● Work request
Scan the records and identify every line in which the string "TypeRegistry" occurs, then return those lines.

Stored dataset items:
********************
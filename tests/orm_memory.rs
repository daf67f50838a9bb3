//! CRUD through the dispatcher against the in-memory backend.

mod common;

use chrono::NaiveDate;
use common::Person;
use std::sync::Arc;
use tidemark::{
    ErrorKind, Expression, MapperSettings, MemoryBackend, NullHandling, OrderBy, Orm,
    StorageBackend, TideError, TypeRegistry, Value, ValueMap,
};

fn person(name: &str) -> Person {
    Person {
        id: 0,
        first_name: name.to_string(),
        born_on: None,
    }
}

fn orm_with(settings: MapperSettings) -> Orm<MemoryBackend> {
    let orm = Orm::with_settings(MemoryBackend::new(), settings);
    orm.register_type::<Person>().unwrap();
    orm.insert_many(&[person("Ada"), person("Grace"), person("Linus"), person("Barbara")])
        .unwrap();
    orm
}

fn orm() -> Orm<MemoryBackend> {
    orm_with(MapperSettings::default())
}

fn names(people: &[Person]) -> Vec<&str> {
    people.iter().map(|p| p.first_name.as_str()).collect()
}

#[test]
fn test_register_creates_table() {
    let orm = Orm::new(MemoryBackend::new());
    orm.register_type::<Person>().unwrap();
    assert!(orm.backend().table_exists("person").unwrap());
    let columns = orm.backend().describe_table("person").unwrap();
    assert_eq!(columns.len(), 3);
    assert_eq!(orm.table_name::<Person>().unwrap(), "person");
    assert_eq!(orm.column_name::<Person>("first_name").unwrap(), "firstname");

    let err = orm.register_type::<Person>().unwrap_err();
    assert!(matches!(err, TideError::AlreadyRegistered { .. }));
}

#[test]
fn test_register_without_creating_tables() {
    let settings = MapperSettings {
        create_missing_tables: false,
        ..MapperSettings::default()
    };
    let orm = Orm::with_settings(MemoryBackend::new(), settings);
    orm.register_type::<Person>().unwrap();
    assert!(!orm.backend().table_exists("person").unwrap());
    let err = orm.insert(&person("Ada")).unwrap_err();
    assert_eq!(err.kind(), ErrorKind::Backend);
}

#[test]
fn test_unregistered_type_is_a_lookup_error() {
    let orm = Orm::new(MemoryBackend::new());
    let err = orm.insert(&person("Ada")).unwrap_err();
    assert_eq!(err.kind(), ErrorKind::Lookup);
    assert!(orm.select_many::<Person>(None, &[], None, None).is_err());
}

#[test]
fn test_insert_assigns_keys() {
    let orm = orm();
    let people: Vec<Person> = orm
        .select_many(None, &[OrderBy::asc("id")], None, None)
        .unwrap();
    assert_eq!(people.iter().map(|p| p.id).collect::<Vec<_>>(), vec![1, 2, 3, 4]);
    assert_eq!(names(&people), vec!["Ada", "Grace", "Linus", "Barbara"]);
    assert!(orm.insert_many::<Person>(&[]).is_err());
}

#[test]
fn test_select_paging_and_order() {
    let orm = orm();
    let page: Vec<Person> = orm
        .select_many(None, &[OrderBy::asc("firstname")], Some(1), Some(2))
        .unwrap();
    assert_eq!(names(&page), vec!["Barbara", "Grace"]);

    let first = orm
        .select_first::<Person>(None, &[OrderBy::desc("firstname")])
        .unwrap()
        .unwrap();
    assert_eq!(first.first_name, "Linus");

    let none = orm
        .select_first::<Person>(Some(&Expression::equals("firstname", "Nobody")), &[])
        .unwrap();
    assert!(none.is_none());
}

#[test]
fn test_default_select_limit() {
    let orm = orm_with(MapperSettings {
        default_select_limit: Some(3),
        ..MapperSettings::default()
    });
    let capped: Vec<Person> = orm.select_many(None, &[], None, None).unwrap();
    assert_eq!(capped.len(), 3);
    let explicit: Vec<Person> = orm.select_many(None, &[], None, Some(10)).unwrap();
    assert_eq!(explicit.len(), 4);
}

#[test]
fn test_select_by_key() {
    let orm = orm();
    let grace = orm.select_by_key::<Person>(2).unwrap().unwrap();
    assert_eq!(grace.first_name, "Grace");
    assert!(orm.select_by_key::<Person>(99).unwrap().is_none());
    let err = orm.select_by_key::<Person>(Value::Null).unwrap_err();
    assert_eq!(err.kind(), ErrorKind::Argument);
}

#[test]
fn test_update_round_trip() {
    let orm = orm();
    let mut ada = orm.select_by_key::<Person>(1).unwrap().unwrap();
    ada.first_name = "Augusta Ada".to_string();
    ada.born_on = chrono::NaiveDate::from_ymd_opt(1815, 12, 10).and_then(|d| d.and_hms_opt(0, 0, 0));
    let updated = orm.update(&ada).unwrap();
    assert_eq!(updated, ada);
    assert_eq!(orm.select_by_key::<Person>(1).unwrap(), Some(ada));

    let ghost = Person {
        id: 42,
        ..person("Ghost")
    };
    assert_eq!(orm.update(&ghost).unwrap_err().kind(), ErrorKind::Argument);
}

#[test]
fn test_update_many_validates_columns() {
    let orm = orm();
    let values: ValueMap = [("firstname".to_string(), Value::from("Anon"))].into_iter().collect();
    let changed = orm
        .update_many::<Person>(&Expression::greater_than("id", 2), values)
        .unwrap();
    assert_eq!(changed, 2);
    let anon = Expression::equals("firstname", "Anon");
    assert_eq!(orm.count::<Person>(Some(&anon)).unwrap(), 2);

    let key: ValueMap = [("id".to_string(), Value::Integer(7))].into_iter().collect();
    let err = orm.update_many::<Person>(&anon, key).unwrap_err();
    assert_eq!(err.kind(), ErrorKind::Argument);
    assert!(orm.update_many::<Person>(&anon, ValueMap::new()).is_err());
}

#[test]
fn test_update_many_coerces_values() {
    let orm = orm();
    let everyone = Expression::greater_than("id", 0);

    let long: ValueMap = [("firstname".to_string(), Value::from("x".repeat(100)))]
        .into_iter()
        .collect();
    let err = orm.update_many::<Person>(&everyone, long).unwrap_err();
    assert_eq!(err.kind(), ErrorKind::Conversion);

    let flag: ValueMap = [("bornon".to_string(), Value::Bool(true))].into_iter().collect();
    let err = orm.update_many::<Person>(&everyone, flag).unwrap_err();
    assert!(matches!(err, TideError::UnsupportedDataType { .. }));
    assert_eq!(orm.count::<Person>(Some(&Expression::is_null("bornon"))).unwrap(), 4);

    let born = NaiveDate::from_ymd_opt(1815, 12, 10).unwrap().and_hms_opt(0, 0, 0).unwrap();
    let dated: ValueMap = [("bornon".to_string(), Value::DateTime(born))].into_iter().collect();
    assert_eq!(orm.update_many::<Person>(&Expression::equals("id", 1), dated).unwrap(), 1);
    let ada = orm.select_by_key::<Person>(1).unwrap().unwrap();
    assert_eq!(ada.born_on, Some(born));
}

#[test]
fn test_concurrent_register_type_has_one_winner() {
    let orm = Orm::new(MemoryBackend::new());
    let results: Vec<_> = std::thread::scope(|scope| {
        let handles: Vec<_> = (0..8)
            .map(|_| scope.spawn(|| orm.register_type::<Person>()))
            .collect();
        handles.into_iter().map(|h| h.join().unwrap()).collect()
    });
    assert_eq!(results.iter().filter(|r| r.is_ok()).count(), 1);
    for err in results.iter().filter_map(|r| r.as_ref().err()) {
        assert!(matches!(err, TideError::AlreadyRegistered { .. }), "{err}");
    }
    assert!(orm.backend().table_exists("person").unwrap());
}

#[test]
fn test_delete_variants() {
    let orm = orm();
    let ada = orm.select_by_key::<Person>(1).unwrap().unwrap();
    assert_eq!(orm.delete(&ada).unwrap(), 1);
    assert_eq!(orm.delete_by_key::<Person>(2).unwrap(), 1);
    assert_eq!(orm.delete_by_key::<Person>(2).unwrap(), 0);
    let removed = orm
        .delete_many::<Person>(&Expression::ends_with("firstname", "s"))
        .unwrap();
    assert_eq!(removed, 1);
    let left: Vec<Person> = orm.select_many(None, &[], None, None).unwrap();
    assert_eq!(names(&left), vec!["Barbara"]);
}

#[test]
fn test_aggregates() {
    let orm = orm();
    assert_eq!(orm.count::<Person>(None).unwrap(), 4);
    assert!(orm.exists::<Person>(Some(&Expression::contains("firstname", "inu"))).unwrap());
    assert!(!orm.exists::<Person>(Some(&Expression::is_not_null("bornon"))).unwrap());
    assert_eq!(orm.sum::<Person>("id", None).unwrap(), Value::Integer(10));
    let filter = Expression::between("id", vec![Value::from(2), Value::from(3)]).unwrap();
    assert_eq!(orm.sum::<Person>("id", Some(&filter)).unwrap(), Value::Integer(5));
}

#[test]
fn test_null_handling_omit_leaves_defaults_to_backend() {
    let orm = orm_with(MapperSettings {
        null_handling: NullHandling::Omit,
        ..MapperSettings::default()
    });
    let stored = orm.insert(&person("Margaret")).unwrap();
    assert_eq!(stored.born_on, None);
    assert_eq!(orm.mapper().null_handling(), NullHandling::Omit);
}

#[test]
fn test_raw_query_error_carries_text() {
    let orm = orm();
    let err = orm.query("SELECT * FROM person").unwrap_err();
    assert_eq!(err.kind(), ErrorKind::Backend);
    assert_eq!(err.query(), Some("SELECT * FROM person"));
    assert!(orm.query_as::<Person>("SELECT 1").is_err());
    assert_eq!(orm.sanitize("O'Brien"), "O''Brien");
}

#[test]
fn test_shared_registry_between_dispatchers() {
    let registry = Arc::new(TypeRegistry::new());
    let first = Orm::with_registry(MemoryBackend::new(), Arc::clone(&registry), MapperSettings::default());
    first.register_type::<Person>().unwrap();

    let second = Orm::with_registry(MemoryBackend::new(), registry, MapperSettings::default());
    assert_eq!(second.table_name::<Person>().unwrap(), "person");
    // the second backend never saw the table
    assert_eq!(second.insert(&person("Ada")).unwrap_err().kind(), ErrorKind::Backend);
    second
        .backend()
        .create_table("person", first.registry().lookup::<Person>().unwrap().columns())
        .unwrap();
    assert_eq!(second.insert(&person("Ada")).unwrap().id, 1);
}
********************
● Worked solution
    StorageBackend, TideError, TypeRegistry, Value, ValueMap,
    let registry = Arc::new(TypeRegistry::new());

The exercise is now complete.